De Young (1986), Gardner (1991) e Cárdenas (2000) analisam que, mesmo não havendo intencionalidade no relato da criança, seja porque ela reproduz o que um adulto de sua confiança tenha lhe instruído a dizer ou a acreditar, seja porque o adulto esteja convencido de que a criança foi abusada, devemos ter a cautela com declarações do tipo crianças nunca mentem. Também devem ser tomadas com certa reserva e cuidado afirmações que defendem que as crianças não são capazes de fabricar histórias de abuso sexual, como argumentou Summit (1983). Ele próprio, anos mais tarde, veio a admitir que a criança é capaz de mentir.
De acordo com Maluf, vice-presidenta da Associação Brasileira de Psicopedagogia, em reportagem á Revista Escola (2004), a criança (até os eis anos de idade), do ponto de vista cognitivo, não possui desenvolvimento capaz de diferenciar um engano intencional (mentira) de seus jogos de faz-de-conta (fantasia), ou se o que lhe transmitem é verdade ou mentira do ponto de vista factual. Pata a psicopedagoga, a criança, até essa idade, não tem um compromisso com a realidade.
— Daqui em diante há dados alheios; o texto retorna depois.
//! Modem command/response state machine.
//!
//! [`Modem`] owns the serial port exclusively. Command exchanges and idle
//! line reading therefore cannot interleave: there is no listener thread to
//! gate and no shared flag to race on.

pub mod caller_id;
pub mod command;
pub mod line;
pub mod response;

pub use caller_id::{CallerId, CidField, CidTag};
pub use command::{Accept, AtCommand};
pub use line::LineBuffer;
pub use response::{classify, ModemLine};

use crate::audio::Announcement;
use crate::port::{PortError, SerialPortAdapter};
use std::time::{Duration, Instant};
use thiserror::Error;
use tracing::{debug, info, trace, warn};

/// Errors from modem command exchanges.
#[derive(Debug, Error)]
pub enum ModemError {
    /// The modem answered, but not with the expected keyword, or stayed
    /// silent past the line timeout.
    #[error("modem rejected command '{command}' (response: {response:?})")]
    CommandFailed { command: String, response: String },

    /// The serial link itself failed.
    #[error(transparent)]
    Port(#[from] PortError),
}

/// Pacing parameters for streaming the announcement.
#[derive(Debug, Clone)]
pub struct PlaybackSettings {
    /// Samples per write to the voice channel.
    pub chunk_frames: usize,
    /// Pause between chunk writes. At 8000 Hz a 1024-frame chunk carries
    /// 128 ms of audio; pacing slightly under that keeps the modem's
    /// transmit buffer fed without overrunning it.
    pub inter_chunk_delay: Duration,
    /// Pause after `AT+VTX` connects, before the first sample.
    pub settle_delay: Duration,
    /// How long to wait for the modem's `OK` after the stream terminator.
    pub drain_timeout: Duration,
}

impl Default for PlaybackSettings {
    fn default() -> Self {
        Self {
            chunk_frames: 1024,
            inter_chunk_delay: Duration::from_millis(120),
            settle_delay: Duration::from_secs(1),
            drain_timeout: Duration::from_secs(120),
        }
    }
}

/// The modem state machine, generic over the serial transport.
#[derive(Debug)]
pub struct Modem<P: SerialPortAdapter> {
    port: P,
    lines: LineBuffer,
}

impl<P: SerialPortAdapter> Modem<P> {
    pub fn new(port: P) -> Self {
        Self {
            port,
            lines: LineBuffer::new(),
        }
    }

    /// The underlying port, for identification and tests.
    pub fn port(&self) -> &P {
        &self.port
    }

    /// Consume the modem and recover the port.
    pub fn into_port(self) -> P {
        self.port
    }

    /// Run the startup sequence that puts the modem into a known command
    /// state: flush stale chatter, then `AT`, `ATZ3`, `ATV1`, `ATE1`,
    /// `AT+VCID=1`, each of which must be accepted.
    pub fn initialize(&mut self) -> Result<(), ModemError> {
        info!(port = self.port.name(), "initializing modem");
        self.port.clear_buffers()?;
        for cmd in command::INIT_SEQUENCE {
            self.command(cmd)?;
        }
        Ok(())
    }

    /// Execute one AT exchange: write the command with its trailing CR,
    /// gather up to two response lines (echo plus result, since echo is
    /// on), and check the acceptance keyword.
    pub fn command(&mut self, cmd: AtCommand) -> Result<String, ModemError> {
        debug!(command = cmd.command, "sending AT command");

        let mut wire = Vec::with_capacity(cmd.command.len() + 1);
        wire.extend_from_slice(cmd.command.as_bytes());
        wire.push(b'\r');
        self.write_all(&wire)?;

        let mut response = String::new();
        for _ in 0..2 {
            if let Some(line) = self.read_line()? {
                if !response.is_empty() {
                    response.push('\n');
                }
                response.push_str(&line);
            }
        }
        trace!(command = cmd.command, %response, "modem response");

        if cmd.matches(&response) {
            Ok(response)
        } else {
            Err(ModemError::CommandFailed {
                command: cmd.command.to_string(),
                response,
            })
        }
    }

    /// Read one line of modem output, bounded by the port's read timeout.
    ///
    /// `Ok(None)` means the line was silent for a full timeout interval,
    /// the idle state while waiting for a call, never an error.
    pub fn read_line(&mut self) -> Result<Option<String>, ModemError> {
        loop {
            if let Some(line) = self.lines.pop_line() {
                return Ok(Some(line));
            }
            let mut chunk = [0u8; 256];
            match self.port.read_bytes(&mut chunk) {
                Ok(0) => return Ok(None),
                Ok(n) => self.lines.push(&chunk[..n]),
                Err(e) if e.is_timeout() => return Ok(None),
                Err(e) => return Err(e.into()),
            }
        }
    }

    /// Drain modem output until a line containing `keyword` arrives or the
    /// deadline passes. Returns whether the keyword was seen.
    pub fn wait_for(&mut self, keyword: &str, timeout: Duration) -> Result<bool, ModemError> {
        let deadline = Instant::now() + timeout;
        while Instant::now() < deadline {
            if let Some(line) = self.read_line()? {
                trace!(%line, "draining modem output");
                if line.contains(keyword) {
                    return Ok(true);
                }
            }
        }
        Ok(false)
    }

    /// Answer the line and stream the announcement to the caller.
    ///
    /// Sequence: voice class, sampling format, line select, `AT+VTX`
    /// (accepting `CONNECT`), a settle pause, the paced sample chunks, the
    /// DLE/ETX terminator, a bounded wait for `OK`, then hang up. A missing
    /// final `OK` is logged and tolerated; a rejected AT step is returned
    /// as the error.
    pub fn play_announcement(
        &mut self,
        announcement: &Announcement,
        settings: &PlaybackSettings,
    ) -> Result<(), ModemError> {
        info!(
            duration_ms = announcement.duration().as_millis() as u64,
            "playing announcement"
        );

        for cmd in command::VOICE_SETUP {
            self.command(cmd)?;
        }

        std::thread::sleep(settings.settle_delay);

        for chunk in announcement.chunks(settings.chunk_frames) {
            self.write_all(chunk)?;
            std::thread::sleep(settings.inter_chunk_delay);
        }

        self.write_all(&command::DLE_ETX)?;
        if !self.wait_for("OK", settings.drain_timeout)? {
            warn!("modem did not acknowledge end of voice stream");
        }

        self.hang_up()
    }

    /// Go on-hook.
    pub fn hang_up(&mut self) -> Result<(), ModemError> {
        self.command(command::HANG_UP).map(|_| ())
    }

    fn write_all(&mut self, mut data: &[u8]) -> Result<(), ModemError> {
        while !data.is_empty() {
            let written = self.port.write_bytes(data)?;
            if written == 0 {
                return Err(PortError::Io(std::io::Error::new(
                    std::io::ErrorKind::WriteZero,
                    "serial port accepted no bytes",
                ))
                .into());
            }
            data = &data[written..];
        }
        Ok(())
    }
}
Mediante essas explicações, podemos compreender que é com certa facilidade que a criança toma por verdadeiras as histórias contadas pelos pais, desde mentiras socialmente aceitas, como a crença no Papai Noel, até aquelas envolvendo maus-tratos.
Nesse sentido, Gardner (1991) é contumaz ao afirmar que os profissionais, que buscam na palavra da criança a verdade factual para a comprovação de um abuso sexual, negligenciam o fato de que os filhos são influenciados pelos genitores, especialmente pelo genitor-guardião (mãe) que geralmente é o responsável pela acusação e intenção de afastamento de pais e filhos. O autor explica que, no caso de haver litígio, o genitor-guardião seria capaz de programar os filhos para acreditar em uma história de maus tratos e violência. Critica, ainda, o processo utilizado por esses profissionais na avaliação de crianças menores de cinco anos quanto ao entendimento sobre conceitos de verdade e mentira, dada a falta de respaldo científico e metodológico.